* Supplied material:
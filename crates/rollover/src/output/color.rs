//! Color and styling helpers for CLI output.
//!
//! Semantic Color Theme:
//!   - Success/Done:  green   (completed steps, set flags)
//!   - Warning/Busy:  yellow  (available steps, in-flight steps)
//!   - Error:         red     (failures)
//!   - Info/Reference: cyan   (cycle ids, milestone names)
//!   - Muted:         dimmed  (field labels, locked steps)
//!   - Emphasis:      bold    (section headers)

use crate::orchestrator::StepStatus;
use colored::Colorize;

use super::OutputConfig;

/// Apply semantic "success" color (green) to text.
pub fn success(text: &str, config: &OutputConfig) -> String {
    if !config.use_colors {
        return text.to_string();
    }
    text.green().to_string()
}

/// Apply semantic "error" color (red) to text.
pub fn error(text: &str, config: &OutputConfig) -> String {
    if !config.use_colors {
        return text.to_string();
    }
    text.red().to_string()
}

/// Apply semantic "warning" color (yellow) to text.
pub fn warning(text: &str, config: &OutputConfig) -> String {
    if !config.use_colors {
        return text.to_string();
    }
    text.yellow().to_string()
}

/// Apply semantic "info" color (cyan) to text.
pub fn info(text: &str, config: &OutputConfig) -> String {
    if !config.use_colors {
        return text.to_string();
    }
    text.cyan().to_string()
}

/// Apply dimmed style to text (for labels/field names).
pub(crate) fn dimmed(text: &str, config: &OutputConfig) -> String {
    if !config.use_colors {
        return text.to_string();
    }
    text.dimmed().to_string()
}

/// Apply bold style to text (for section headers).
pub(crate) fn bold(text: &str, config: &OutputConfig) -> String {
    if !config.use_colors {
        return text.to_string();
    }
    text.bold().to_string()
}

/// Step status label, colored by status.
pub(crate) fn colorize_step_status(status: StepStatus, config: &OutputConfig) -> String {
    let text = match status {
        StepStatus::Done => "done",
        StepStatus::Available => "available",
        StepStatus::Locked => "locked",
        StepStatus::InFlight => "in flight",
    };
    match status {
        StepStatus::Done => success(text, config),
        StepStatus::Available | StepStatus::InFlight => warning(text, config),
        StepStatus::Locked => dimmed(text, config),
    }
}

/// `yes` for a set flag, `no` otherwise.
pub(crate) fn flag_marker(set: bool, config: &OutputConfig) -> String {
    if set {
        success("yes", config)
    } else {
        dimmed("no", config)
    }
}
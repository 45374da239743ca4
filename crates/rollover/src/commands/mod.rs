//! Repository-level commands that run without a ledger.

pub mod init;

* Work request:
If a line of the records includes the string "OutputConfig", copy it out.

* Solution to the exercise:
use super::OutputConfig;
pub fn success(text: &str, config: &OutputConfig) -> String {
pub fn error(text: &str, config: &OutputConfig) -> String {
pub fn warning(text: &str, config: &OutputConfig) -> String {
pub fn info(text: &str, config: &OutputConfig) -> String {
pub(crate) fn dimmed(text: &str, config: &OutputConfig) -> String {
pub(crate) fn bold(text: &str, config: &OutputConfig) -> String {
pub(crate) fn colorize_step_status(status: StepStatus, config: &OutputConfig) -> String {
pub(crate) fn flag_marker(set: bool, config: &OutputConfig) -> String {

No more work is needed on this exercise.